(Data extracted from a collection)
//! Tests for the POST /activate endpoint.
//!
//! Activation binds a site URL to a license key. Failures stay inside the
//! JSON envelope with `success: false`; the HTTP status is 200 either way.

use axum::http::StatusCode;
use serde_json::json;

#[path = "../common/mod.rs"]
mod common;
use common::*;

/// Set up a customer, a licensed product, and one license expiring in a
/// year. Returns (state, license key, product id).
fn setup() -> (AppState, String, String) {
    let state = create_test_app_state();
    let key;
    let product_id;
    {
        let conn = state.db.get().unwrap();
        let customer = create_test_customer(&conn, "buyer@example.com");
        let product = create_test_product(&conn, "Pro Plugin");
        let license = create_test_license(
            &conn,
            &customer.id,
            &product.id,
            Some(future_timestamp(ONE_YEAR)),
        );
        key = license.key;
        product_id = product.id;
    }
    (state, key, product_id)
}

#[tokio::test]
async fn test_activate_returns_valid_with_accounting() {
    let (state, key, product_id) = setup();
    let app = public_app(state);

    let response = post_json(
        &app,
        "/activate",
        json!({ "key": key, "product_id": product_id, "url": "https://www.example.com/" }),
    )
    .await;

    let body = assert_json(response, StatusCode::OK).await;
    assert_eq!(body["success"], true);
    assert_eq!(body["license"], "valid");
    assert!(body.get("error").is_none());
    assert!(body.get("expires").is_some(), "term licenses report expires");
    assert_eq!(body["site_count"], 1);
    assert_eq!(body["activation_limit"], 3);
    assert_eq!(body["activations_left"], 2);
}

#[tokio::test]
async fn test_activate_first_site_flips_license_to_active() {
    let (state, key, product_id) = setup();
    let app = public_app(state.clone());

    post_json(
        &app,
        "/activate",
        json!({ "key": key, "product_id": product_id, "url": "example.com" }),
    )
    .await;

    let conn = state.db.get().unwrap();
    let license = queries::get_license_by_key(&conn, &key).unwrap().unwrap();
    assert_eq!(license.status, LicenseStatus::Active);
}

#[tokio::test]
async fn test_activate_same_site_twice_is_idempotent() {
    let (state, key, product_id) = setup();
    let app = public_app(state);
    let body = json!({ "key": key, "product_id": product_id, "url": "https://example.com" });

    post_json(&app, "/activate", body.clone()).await;
    let response = post_json(&app, "/activate", body).await;

    let body = assert_json(response, StatusCode::OK).await;
    assert_eq!(body["success"], true);
    assert_eq!(body["site_count"], 1, "re-activation must not consume a slot");
    assert_eq!(body["activations_left"], 2);
}

#[tokio::test]
async fn test_activate_local_site_does_not_consume_a_slot() {
    let (state, key, product_id) = setup();
    let app = public_app(state.clone());

    let response = post_json(
        &app,
        "/activate",
        json!({ "key": key, "product_id": product_id, "url": "http://localhost:8080" }),
    )
    .await;

    let body = assert_json(response, StatusCode::OK).await;
    assert_eq!(body["success"], true);
    assert_eq!(body["license"], "valid");
    assert_eq!(body["site_count"], 0, "local sites are not counted");
    assert_eq!(body["activations_left"], 3);

    // Local-only activity leaves the license inactive.
    let conn = state.db.get().unwrap();
    let license = queries::get_license_by_key(&conn, &key).unwrap().unwrap();
    assert_eq!(license.status, LicenseStatus::Inactive);
}

#[tokio::test]
async fn test_activate_over_limit_fails_with_no_activations_left() {
    let (state, key, product_id) = setup();
    let app = public_app(state);

    for site in ["one.example.com", "two.example.com", "three.example.com"] {
        let response = post_json(
            &app,
            "/activate",
            json!({ "key": key, "product_id": product_id, "url": site }),
        )
        .await;
        let body = assert_json(response, StatusCode::OK).await;
        assert_eq!(body["success"], true, "{site} should fit within the limit");
    }

    let response = post_json(
        &app,
        "/activate",
        json!({ "key": key, "product_id": product_id, "url": "four.example.com" }),
    )
    .await;
    let body = assert_json(response, StatusCode::OK).await;
    assert_eq!(body["success"], false);
    assert_eq!(body["error"], "no_activations_left");
    assert!(body.get("license").is_none());
}

#[tokio::test]
async fn test_activate_unknown_key_fails_with_missing() {
    let (state, _key, product_id) = setup();
    let app = public_app(state);

    let response = post_json(
        &app,
        "/activate",
        json!({ "key": "does-not-exist", "product_id": product_id, "url": "example.com" }),
    )
    .await;

    let body = assert_json(response, StatusCode::OK).await;
    assert_eq!(body["success"], false);
    assert_eq!(body["error"], "missing");
}

#[tokio::test]
async fn test_activate_wrong_product_fails_with_invalid_item_id() {
    let (state, key, _product_id) = setup();
    let other_product_id;
    {
        let conn = state.db.get().unwrap();
        other_product_id = create_test_product(&conn, "Other Plugin").id;
    }
    let app = public_app(state);

    let response = post_json(
        &app,
        "/activate",
        json!({ "key": key, "product_id": other_product_id, "url": "example.com" }),
    )
    .await;

    let body = assert_json(response, StatusCode::OK).await;
    assert_eq!(body["success"], false);
    assert_eq!(body["error"], "invalid_item_id");
}

#[tokio::test]
async fn test_activate_without_url_fails_with_missing_url() {
    let (state, key, product_id) = setup();
    let app = public_app(state);

    let response = post_json(
        &app,
        "/activate",
        json!({ "key": key, "product_id": product_id }),
    )
    .await;
    let body = assert_json(response, StatusCode::OK).await;
    assert_eq!(body["success"], false);
    assert_eq!(body["error"], "missing_url");

    // An unparseable URL is as good as no URL.
    let response = post_json(
        &app,
        "/activate",
        json!({ "key": key, "product_id": product_id, "url": "not a url" }),
    )
    .await;
    let body = assert_json(response, StatusCode::OK).await;
    assert_eq!(body["error"], "missing_url");
}

#[tokio::test]
async fn test_activate_lapsed_license_reports_expired_and_persists_the_flip() {
    let state = create_test_app_state();
    let key;
    let product_id;
    let expired_at = past_timestamp(ONE_DAY);
    {
        let conn = state.db.get().unwrap();
        let customer = create_test_customer(&conn, "buyer@example.com");
        let product = create_test_product(&conn, "Pro Plugin");
        let license = create_test_license(&conn, &customer.id, &product.id, Some(expired_at));
        key = license.key;
        product_id = product.id;
    }
    let app = public_app(state.clone());

    let response = post_json(
        &app,
        "/activate",
        json!({ "key": key, "product_id": product_id, "url": "example.com" }),
    )
    .await;

    let body = assert_json(response, StatusCode::OK).await;
    assert_eq!(body["success"], false);
    assert_eq!(body["error"], "expired");
    assert_eq!(body["expires"], expired_at, "clients show the lapsed date");

    // The lazy status flip commits even though the request failed.
    let conn = state.db.get().unwrap();
    let license = queries::get_license_by_key(&conn, &key).unwrap().unwrap();
    assert_eq!(license.status, LicenseStatus::Expired);
}

#[tokio::test]
async fn test_activate_disabled_license_fails_with_disabled() {
    let (state, key, product_id) = setup();
    {
        let conn = state.db.get().unwrap();
        let license = queries::get_license_by_key(&conn, &key).unwrap().unwrap();
        licensing::disable_license(&conn, &state.cache, &license).unwrap();
    }
    let app = public_app(state);

    let response = post_json(
        &app,
        "/activate",
        json!({ "key": key, "product_id": product_id, "url": "example.com" }),
    )
    .await;

    let body = assert_json(response, StatusCode::OK).await;
    assert_eq!(body["success"], false);
    assert_eq!(body["error"], "disabled");
}

#[tokio::test]
async fn test_activate_key_is_trimmed() {
    let (state, key, product_id) = setup();
    let app = public_app(state);

    let response = post_json(
        &app,
        "/activate",
        json!({ "key": format!("  {key}  "), "product_id": product_id, "url": "example.com" }),
    )
    .await;

    let body = assert_json(response, StatusCode::OK).await;
    assert_eq!(body["success"], true, "surrounding whitespace is ignored");
}
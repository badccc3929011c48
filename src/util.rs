//! Shared utility functions for the billhook application.

use axum::http::HeaderMap;

pub const SECONDS_PER_DAY: i64 = 86400;

/// Extract client IP address and user-agent from request headers.
///
/// Tries `x-forwarded-for` first (for proxied requests), then `x-real-ip`,
/// and extracts the `user-agent` header for request logging.
pub fn extract_request_info(headers: &HeaderMap) -> (Option<String>, Option<String>) {
    let ip = headers
        .get("x-forwarded-for")
        .or_else(|| headers.get("x-real-ip"))
        .and_then(|v| v.to_str().ok())
        .map(String::from);

    let user_agent = headers
        .get("user-agent")
        .and_then(|v| v.to_str().ok())
        .map(String::from);

    (ip, user_agent)
}

/// Extract a Bearer token from the Authorization header.
///
/// Returns the token string without the "Bearer " prefix, or None if
/// the header is missing, malformed, or empty after the prefix.
pub fn extract_bearer_token(headers: &HeaderMap) -> Option<&str> {
    headers
        .get("Authorization")
        .and_then(|v| v.to_str().ok())
        .and_then(|s| s.strip_prefix("Bearer "))
        .map(|s| s.trim())
        .filter(|s| !s.is_empty())
}

/// Format a unix timestamp as a human-readable date, e.g. "Mar 07, 2026".
/// Used in reminder emails and subscription notes.
pub fn format_date(timestamp: i64) -> String {
    chrono::DateTime::from_timestamp(timestamp, 0)
        .map(|dt| dt.format("%b %d, %Y").to_string())
        .unwrap_or_else(|| timestamp.to_string())
}

/// Format an amount in cents as "12.99 USD". Display only, never parsed back.
pub fn format_amount(cents: i64, currency: &str) -> String {
    let sign = if cents < 0 { "-" } else { "" };
    let abs = cents.abs();
    format!(
        "{}{}.{:02} {}",
        sign,
        abs / 100,
        abs % 100,
        currency.to_uppercase()
    )
}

(WHAT YOU SHOULD DO) Beginning at the line that holds "let ip = headers", reproduce the lines exactly up to and including the final line of the entries.

(RESULT OF THE EXERCISE)
    let ip = headers
        .get("x-forwarded-for")
        .or_else(|| headers.get("x-real-ip"))
        .and_then(|v| v.to_str().ok())
        .map(String::from);

    let user_agent = headers
        .get("user-agent")
        .and_then(|v| v.to_str().ok())
        .map(String::from);

    (ip, user_agent)
}

/// Extract a Bearer token from the Authorization header.
///
/// Returns the token string without the "Bearer " prefix, or None if
/// the header is missing, malformed, or empty after the prefix.
pub fn extract_bearer_token(headers: &HeaderMap) -> Option<&str> {
    headers
        .get("Authorization")
        .and_then(|v| v.to_str().ok())
        .and_then(|s| s.strip_prefix("Bearer "))
        .map(|s| s.trim())
        .filter(|s| !s.is_empty())
}

/// Format a unix timestamp as a human-readable date, e.g. "Mar 07, 2026".
/// Used in reminder emails and subscription notes.
pub fn format_date(timestamp: i64) -> String {
    chrono::DateTime::from_timestamp(timestamp, 0)
        .map(|dt| dt.format("%b %d, %Y").to_string())
        .unwrap_or_else(|| timestamp.to_string())
}

/// Format an amount in cents as "12.99 USD". Display only, never parsed back.
pub fn format_amount(cents: i64, currency: &str) -> String {
    let sign = if cents < 0 { "-" } else { "" };
    let abs = cents.abs();
    format!(
        "{}{}.{:02} {}",
        sign,
        abs / 100,
        abs % 100,
        currency.to_uppercase()
    )
}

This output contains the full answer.